TL;DR Next time you write something long, run it through a summarizer to see which key points make it through
Here’s a blog post about Padrino, titled ”Padrino Moving Forward“. It’s 599 words long, and talks about the future of Padrino, a nifty Web framework written in Ruby:
I think this is an important question to explore. Padrino has really come a long way since the idea started life as sinatra_more in October 2009 . The code base has filled out and most of the original functionality we intended to provide on top of Sinatra now exists in full. So in this post, I want to talk about where Padrino is going in broad strokes.
It’s not the best piece of text I’ve read, and as Alex Payne pointed out, “If ever a post needed a TL;DR”. True that.
So I did what I always do and ran this post through the OS X Summarizer service. For dramatic effect, here’s the most condensed result I got, but event the more expanded has the same focus:
Sinatra is already a tested and proven development option and we plan to continue our quest to make Sinatra development so flexible …
OS X Summarized picked up all the text that talks about … Sinatra. I can see why, these sentences feel better put together and more certain.

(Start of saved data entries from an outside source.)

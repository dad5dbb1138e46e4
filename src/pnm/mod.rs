//! Binary PNM family: P4 (PBM), P5 (PGM), P6 (PPM).

mod encode;

pub use encode::{encode_pbm, encode_pgm, encode_ppm, pack_byte};

use crate::error::PnmError;
use crate::pixel::ColorModel;
use core::str::FromStr;

/// Which PNM sub-format to write.
#[derive(Clone, Copy, Debug, PartialEq, Eq, Hash)]
pub enum PnmFormat {
    /// P4: binary black and white (PBM).
    Pbm,
    /// P5: binary grayscale (PGM).
    Pgm,
    /// P6: binary RGB (PPM).
    Ppm,
}

impl PnmFormat {
    /// Magic number opening the header.
    pub fn magic(self) -> &'static str {
        match self {
            PnmFormat::Pbm => "P4",
            PnmFormat::Pgm => "P5",
            PnmFormat::Ppm => "P6",
        }
    }

    /// Samples per pixel in the raster (PBM packs 1-bit samples).
    pub fn channels(self) -> usize {
        match self {
            PnmFormat::Pbm | PnmFormat::Pgm => 1,
            PnmFormat::Ppm => 3,
        }
    }

    /// Maxval this format uses for an image declaring `model`.
    ///
    /// PBM has no maxval; [`Maxval::Eight`] is returned and ignored.
    pub fn maxval_for(self, model: ColorModel) -> Maxval {
        match self {
            PnmFormat::Pbm => Maxval::Eight,
            PnmFormat::Pgm => Maxval::for_gray(model),
            PnmFormat::Ppm => Maxval::for_color(model),
        }
    }
}

/// Numeric selectors: 0 = PBM, 1 = PGM, 2 = PPM.
impl TryFrom<u32> for PnmFormat {
    type Error = PnmError;

    fn try_from(tag: u32) -> Result<Self, Self::Error> {
        match tag {
            0 => Ok(PnmFormat::Pbm),
            1 => Ok(PnmFormat::Pgm),
            2 => Ok(PnmFormat::Ppm),
            _ => Err(PnmError::InvalidFormat(format!(
                "selector {tag} (expected 0, 1 or 2)"
            ))),
        }
    }
}

impl FromStr for PnmFormat {
    type Err = PnmError;

    fn from_str(s: &str) -> Result<Self, Self::Err> {
        match s.to_ascii_lowercase().as_str() {
            "pbm" => Ok(PnmFormat::Pbm),
            "pgm" => Ok(PnmFormat::Pgm),
            "ppm" => Ok(PnmFormat::Ppm),
            _ => Err(PnmError::InvalidFormat(format!(
                "{s:?} (expected pbm, pgm or ppm)"
            ))),
        }
    }
}

/// Header maxval for PGM and PPM, which fixes the sample width.
#[derive(Clone, Copy, Debug, PartialEq, Eq, Hash)]
pub enum Maxval {
    /// 255: one byte per sample.
    Eight,
    /// 65535: two bytes per sample, most significant first.
    Sixteen,
}

impl Maxval {
    /// 65535 for a 16-bit grayscale image, 255 otherwise.
    pub fn for_gray(model: ColorModel) -> Self {
        if model == ColorModel::Gray16 {
            Maxval::Sixteen
        } else {
            Maxval::Eight
        }
    }

    /// 65535 for a 48-bit color image, 255 otherwise.
    pub fn for_color(model: ColorModel) -> Self {
        if model == ColorModel::Rgb48 {
            Maxval::Sixteen
        } else {
            Maxval::Eight
        }
    }

    pub fn value(self) -> u16 {
        match self {
            Maxval::Eight => 255,
            Maxval::Sixteen => 65535,
        }
    }

    pub fn bytes_per_sample(self) -> usize {
        match self {
            Maxval::Eight => 1,
            Maxval::Sixteen => 2,
        }
    }
}

/// Header text for `format`. `maxval` is ignored for PBM.
pub fn header(format: PnmFormat, width: u32, height: u32, maxval: Maxval) -> String {
    match format {
        PnmFormat::Pbm => format!("P4\n{width} {height}\n"),
        _ => format!(
            "{}\n{width} {height}\n{}\n",
            format.magic(),
            maxval.value()
        ),
    }
}

/// Bytes in one raster row, or `None` on overflow.
pub fn row_len(format: PnmFormat, width: u32, maxval: Maxval) -> Option<usize> {
    let w = width as usize;
    match format {
        PnmFormat::Pbm => Some(w.div_ceil(8)),
        _ => w
            .checked_mul(format.channels())
            .and_then(|n| n.checked_mul(maxval.bytes_per_sample())),
    }
}

/// Bytes of per-row scratch an encoder allocates: the output row, plus
/// one black/white level per pixel for PBM.
pub fn scratch_len(format: PnmFormat, width: u32, maxval: Maxval) -> Option<usize> {
    let row = row_len(format, width, maxval)?;
    match format {
        PnmFormat::Pbm => row.checked_add(width as usize),
        _ => Some(row),
    }
}

/// Total encoded size: header plus raster.
pub fn encoded_len(
    format: PnmFormat,
    width: u32,
    height: u32,
    maxval: Maxval,
) -> Result<usize, PnmError> {
    row_len(format, width, maxval)
        .and_then(|row| row.checked_mul(height as usize))
        .and_then(|raster| raster.checked_add(header(format, width, height, maxval).len()))
        .ok_or(PnmError::DimensionsTooLarge { width, height })
}
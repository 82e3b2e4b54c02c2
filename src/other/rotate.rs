/// Rotates `v` so that `v[mid..]` comes first, followed by `v[..mid]`.
///
/// Both groups keep their internal order. Only swaps are used, `O(len)` in total, and nothing is
/// allocated. Returns the new position of the boundary between the two groups, `v.len() - mid`.
///
/// Panics if `mid > v.len()`.
pub fn rotate<T>(v: &mut [T], mid: usize) -> usize {
    let len = v.len();
    assert!(mid <= len, "mid {mid} out of bounds for slice of length {len}");

    if mid == 0 {
        return len;
    }
    if mid == len {
        return 0;
    }

    let mut first = 0;
    let mut middle = mid;

    // Each pass swaps `v[middle..]` into place starting at `first`. If the front group runs out
    // before the back one, `next_read` tracks where the still misplaced front group now starts.
    // What is left over is again a rotation, of `v[write..]` at `next_read`.
    loop {
        let mut read = middle;
        let mut next_read = middle;
        let mut write = first;

        while read != len {
            if write == next_read {
                next_read = read;
            }

            v.swap(write, read);
            write += 1;
            read += 1;
        }

        if write == next_read || next_read == len {
            break;
        }

        first = write;
        middle = next_read;
    }

    len - mid
}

I’m not picking on this specific post, just using it as an example. I’ve seen this happen many times before, in posts of various sizes and different topics, quite often when there’s some uncertainty about the main topic of the post. Key points get lost in the verbiage, irrelevant topics grab all the attention, and sometimes you end up with a post that reads as if in supports of the counter argument.
This can all be fixed with editing, but you’ve got to know what you’re looking for. My tool of choice is the summarizer service, which shows you the post through the eyes of a busy, distracted reader, pretty much any one of us nowadays. It helps you figure out which key points get through to the reader, and while far from perfect, it beats publishing blurry contents.